La señal de que Mas había vuelto se confirmó cuando, con el maillot rojo tras el abandono de Pogacar por caída, el corredor venció por segunda vez en su carrera una etapa en una grande, en la Vuelta, repitiendo el éxito de 2018. A partir de ese momento, el equipo cerró filas: más allá del aplauso y las palmaditas, no hubo celebración prolongada, porque los corredores asumieron que desde allí hasta el final tendrían que trabajar con el mismo rigor.

En la recta final, Mas se mostró fuerte y con capacidad de respuesta. Bien respaldado por sus compañeros, replicó a los ataques de los rivales con solidez, defendió con comodidad y se atrevió incluso con ofensivas que evidenciaron que no había un corredor igual en carrera. Xavier Zandio, director del Ineos, destacó que se había mostrado “intratable” cada vez que la carretera se ponía para arriba, y que su fortaleza consistía en crecer cuando las cosas le salían bien, sin mostrar debilidades. Joxean Fernández, Matxín, del UAE, añadió que no había enseñado flaquezas. Juanma Gárate, del EF, remarcó que el maillot rojo le dio calma, confianza y un estilo ofensivo con fuerza. Patxi Vila, del Bora, celebró que, aunque nunca había estado como líder, demostró estar en un momento de forma “superlativo”.

Con la victoria, Mas se convirtió en el primer español en ganar una grande desde 2015. Aquel año fue Contador quien se llevó el Giro, con un palmarés sin precedentes que incluyó otra ronda italiana, tres Vueltas y dos Tours. Después llegó una sequía, y Mas lo vinculó a las exigencias del equipo y, sobre todo, a su propia presión. Señaló que no hay nadie que le exija más que él mismo, y explicó que en su llegada a la Vuelta apostó por aportar “su granito de arena” más que mirar de forma directa a la general. También recordó que antes se ganaba mucho con Valverde y que su marcha dejó un vacío, algo que, según su visión, ya no ocurre en el equipo: “Yo soy otro tipo de corredor, muy diferente.
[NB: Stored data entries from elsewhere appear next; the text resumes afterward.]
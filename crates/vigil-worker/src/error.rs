//! Worker error types.

use serde::{Deserialize, Serialize};
use std::fmt;
use thiserror::Error;

use vigil_engine::{CatalogError, EngineError};
use vigil_inference::InferenceError;

pub type WorkerResult<T> = Result<T, WorkerError>;

#[derive(Debug, Error)]
pub enum WorkerError {
    #[error("Stream not found: {0}")]
    StreamNotFound(String),

    #[error("Stream already running: {0}")]
    StreamExists(String),

    #[error("Stream is not running: {0}")]
    StreamStopped(String),

    #[error("Stream limit reached ({0} active)")]
    CapacityExceeded(usize),

    #[error("Rule catalog error: {0}")]
    Catalog(#[from] CatalogError),

    #[error("Inference error: {0}")]
    Inference(#[from] InferenceError),

    #[error("Frame source error: {0}")]
    Source(String),

    #[error("Event sink error: {0}")]
    Sink(String),

    #[error("Internal invariant violated: {0}")]
    InternalInvariant(String),

    #[error("Configuration error: {0}")]
    Config(String),
}

impl From<EngineError> for WorkerError {
    fn from(e: EngineError) -> Self {
        match e {
            EngineError::InternalInvariant(msg) => Self::InternalInvariant(msg),
            EngineError::UnknownProfile(name) => Self::Config(format!("unknown calibration profile '{name}'")),
        }
    }
}

impl WorkerError {
    pub fn stream_not_found(id: impl fmt::Display) -> Self {
        Self::StreamNotFound(id.to_string())
    }

    pub fn sink(msg: impl Into<String>) -> Self {
        Self::Sink(msg.into())
    }

    pub fn config_error(msg: impl Into<String>) -> Self {
        Self::Config(msg.into())
    }

    /// Check if error is retryable.
    pub fn is_retryable(&self) -> bool {
        match self {
            WorkerError::Inference(e) => e.is_retryable(),
            _ => false,
        }
    }

    /// Fatal errors stop the affected stream.
    pub fn is_fatal(&self) -> bool {
        matches!(self, WorkerError::InternalInvariant(_))
    }

    /// Classification shown in stream status.
    pub fn class(&self) -> ErrorClass {
        match self {
            WorkerError::Catalog(_) | WorkerError::Config(_) => ErrorClass::ConfigValidation,
            WorkerError::Inference(e) => ErrorClass::from(e),
            WorkerError::Source(_) => ErrorClass::MissingInput,
            WorkerError::InternalInvariant(_) => ErrorClass::InternalInvariant,
            WorkerError::StreamNotFound(_)
            | WorkerError::StreamExists(_)
            | WorkerError::StreamStopped(_)
            | WorkerError::CapacityExceeded(_)
            | WorkerError::Sink(_) => ErrorClass::Operational,
        }
    }
}

/// Coarse error taxonomy reported per stream.
#[derive(Debug, Clone, Copy, PartialEq, Eq, Hash, Serialize, Deserialize)]
#[serde(rename_all = "snake_case")]
pub enum ErrorClass {
    ConfigValidation,
    MissingInput,
    Backpressure,
    InferenceFailure,
    InternalInvariant,
    Operational,
}

impl ErrorClass {
    pub fn as_str(&self) -> &'static str {
        match self {
            ErrorClass::ConfigValidation => "config_validation",
            ErrorClass::MissingInput => "missing_input",
            ErrorClass::Backpressure => "backpressure",
            ErrorClass::InferenceFailure => "inference_failure",
            ErrorClass::InternalInvariant => "internal_invariant",
            ErrorClass::Operational => "operational",
        }
    }
}

impl fmt::Display for ErrorClass {
    fn fmt(&self, f: &mut fmt::Formatter<'_>) -> fmt::Result {
        write!(f, "{}", self.as_str())
    }
}

impl From<&InferenceError> for ErrorClass {
    fn from(e: &InferenceError) -> Self {
        match e {
            InferenceError::Backpressure { .. } => ErrorClass::Backpressure,
            InferenceError::DeadlineExceeded(_) | InferenceError::Cancelled(_) => ErrorClass::MissingInput,
            InferenceError::UnknownModel(_) => ErrorClass::ConfigValidation,
            _ => ErrorClass::InferenceFailure,
        }
    }
}
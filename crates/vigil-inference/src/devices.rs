//! Compute device pool.
//!
//! Each device admits a bounded number of concurrent batches. A global
//! semaphore sized to the sum of all device budgets is acquired first, so
//! once a dispatcher holds it some device is guaranteed to have room.

use std::sync::atomic::{AtomicUsize, Ordering};
use std::sync::Arc;
use tokio::sync::{OwnedSemaphorePermit, Semaphore};

use crate::config::DeviceSpec;

#[derive(Debug)]
struct Device {
    name: String,
    budget: usize,
    permits: Arc<Semaphore>,
}

/// Exclusive use of one batch slot on one device.
#[derive(Debug)]
pub struct DeviceLease {
    device: String,
    _slot: OwnedSemaphorePermit,
    _global: OwnedSemaphorePermit,
}

impl DeviceLease {
    pub fn device(&self) -> &str {
        &self.device
    }
}

/// Usage of one device.
#[derive(Debug, Clone, PartialEq, Eq, serde::Serialize)]
pub struct DeviceUsage {
    pub name: String,
    pub budget: usize,
    pub busy: usize,
}

#[derive(Debug)]
pub struct DevicePool {
    devices: Vec<Device>,
    global: Arc<Semaphore>,
    next: AtomicUsize,
}

impl DevicePool {
    pub fn new(specs: &[DeviceSpec], max_batches_per_device: usize) -> Self {
        let specs: Vec<DeviceSpec> = if specs.is_empty() {
            vec![DeviceSpec::new("cpu", 1.0)]
        } else {
            specs.to_vec()
        };
        let devices: Vec<Device> = specs
            .iter()
            .map(|spec| {
                let budget = spec.batch_budget(max_batches_per_device);
                Device {
                    name: spec.name.clone(),
                    budget,
                    permits: Arc::new(Semaphore::new(budget)),
                }
            })
            .collect();
        let total = devices.iter().map(|d| d.budget).sum();

        Self {
            devices,
            global: Arc::new(Semaphore::new(total)),
            next: AtomicUsize::new(0),
        }
    }

    /// Total concurrent batches across devices.
    pub fn capacity(&self) -> usize {
        self.devices.iter().map(|d| d.budget).sum()
    }

    /// Wait for a free batch slot, trying devices round-robin.
    /// Returns `None` once the pool is closed.
    pub async fn acquire(&self) -> Option<DeviceLease> {
        let global = Arc::clone(&self.global).acquire_owned().await.ok()?;
        let count = self.devices.len();
        let start = self.next.fetch_add(1, Ordering::Relaxed);

        for offset in 0..count {
            let device = &self.devices[(start + offset) % count];
            if let Ok(slot) = Arc::clone(&device.permits).try_acquire_owned() {
                return Some(DeviceLease {
                    device: device.name.clone(),
                    _slot: slot,
                    _global: global,
                });
            }
        }
        None
    }

    pub fn usage(&self) -> Vec<DeviceUsage> {
        self.devices
            .iter()
            .map(|d| DeviceUsage {
                name: d.name.clone(),
                budget: d.budget,
                busy: d.budget - d.permits.available_permits(),
            })
            .collect()
    }

    pub fn close(&self) {
        self.global.close();
    }
}
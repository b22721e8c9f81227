//! Stream lifecycle and control handlers.

use std::time::Duration;

use axum::body::Bytes;
use axum::extract::{Path, State};
use axum::http::{header, HeaderMap, StatusCode};
use axum::Json;
use serde::{Deserialize, Serialize};

use vigil_models::{FrameData, RiskTier, StreamId};
use vigil_worker::{StreamSpec, StreamStatus};

use crate::error::{ApiError, ApiResult};
use crate::state::AppState;

/// List every stream.
pub async fn list_streams(State(state): State<AppState>) -> Json<Vec<StreamStatus>> {
    Json(state.coordinator.list().await)
}

/// Start a stream.
pub async fn start_stream(
    State(state): State<AppState>,
    Json(spec): Json<StreamSpec>,
) -> ApiResult<(StatusCode, Json<StreamStatus>)> {
    if spec.stream_id.as_str().trim().is_empty() {
        return Err(ApiError::bad_request("stream_id must not be empty"));
    }
    let status = state.coordinator.start_stream(spec).await?;
    Ok((StatusCode::CREATED, Json(status)))
}

pub async fn get_stream(State(state): State<AppState>, Path(stream_id): Path<String>) -> ApiResult<Json<StreamStatus>> {
    Ok(Json(state.coordinator.status(&StreamId::from(stream_id)).await?))
}

/// Stop a stream and return its final status.
pub async fn stop_stream(
    State(state): State<AppState>,
    Path(stream_id): Path<String>,
) -> ApiResult<Json<StreamStatus>> {
    Ok(Json(state.coordinator.stop_stream(&StreamId::from(stream_id)).await?))
}

pub async fn pause_stream(
    State(state): State<AppState>,
    Path(stream_id): Path<String>,
) -> ApiResult<Json<StreamStatus>> {
    Ok(Json(state.coordinator.pause(&StreamId::from(stream_id)).await?))
}

pub async fn resume_stream(
    State(state): State<AppState>,
    Path(stream_id): Path<String>,
) -> ApiResult<Json<StreamStatus>> {
    Ok(Json(state.coordinator.resume(&StreamId::from(stream_id)).await?))
}

/// Force tier request.
#[derive(Debug, Deserialize)]
pub struct ForceTierRequest {
    pub tier: RiskTier,
    /// Hold in seconds; the tier stays until cleared when absent.
    #[serde(default)]
    pub hold_secs: Option<u64>,
}

/// Force a stream's risk tier.
pub async fn force_tier(
    State(state): State<AppState>,
    Path(stream_id): Path<String>,
    Json(request): Json<ForceTierRequest>,
) -> ApiResult<Json<StreamStatus>> {
    if request.hold_secs == Some(0) {
        return Err(ApiError::bad_request("hold_secs must be positive"));
    }
    let hold = request.hold_secs.map(Duration::from_secs);
    Ok(Json(
        state
            .coordinator
            .force_tier(&StreamId::from(stream_id), request.tier, hold)
            .await?,
    ))
}

/// Drop a forced tier.
pub async fn clear_tier(
    State(state): State<AppState>,
    Path(stream_id): Path<String>,
) -> ApiResult<Json<StreamStatus>> {
    Ok(Json(state.coordinator.clear_tier(&StreamId::from(stream_id)).await?))
}

/// Accepted frame.
#[derive(Debug, Serialize)]
pub struct FrameAccepted {
    pub stream_id: StreamId,
    pub sequence: u64,
}

/// Publish a captured frame. The body is the encoded image.
pub async fn push_frame(
    State(state): State<AppState>,
    Path(stream_id): Path<String>,
    headers: HeaderMap,
    body: Bytes,
) -> ApiResult<(StatusCode, Json<FrameAccepted>)> {
    if body.is_empty() {
        return Err(ApiError::bad_request("empty frame body"));
    }
    let content_type = headers
        .get(header::CONTENT_TYPE)
        .and_then(|v| v.to_str().ok())
        .unwrap_or("image/jpeg");

    let stream_id = StreamId::from(stream_id);
    let sequence = state
        .coordinator
        .push_frame(&stream_id, FrameData::new(content_type, body.to_vec()))
        .await?;

    Ok((StatusCode::ACCEPTED, Json(FrameAccepted { stream_id, sequence })))
}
No gano tanto”, dijo, hasta ahora.

El triunfo fue interpretado como una victoria de la perseverancia. Zandio sostuvo que Mas había mostrado regularidad y que, pese a no haberlo tenido fácil y haber atravesado momentos peores, su compromiso y su trabajo nunca bajaron. Juanjo Oroz, del Kern Pharma, coincidió en la idea de persistencia. Jesús Ezquerra, del Burgos, apuntó que Mas recibe muchas críticas, pero que la Vuelta le pertenece. Matxín lo resumió como el triunfo de no rendirse. En conjunto, la victoria de Enric Mas se presenta como la consolidación de la continuidad del legado español en una Vuelta que termina con su nombre en lo más alto.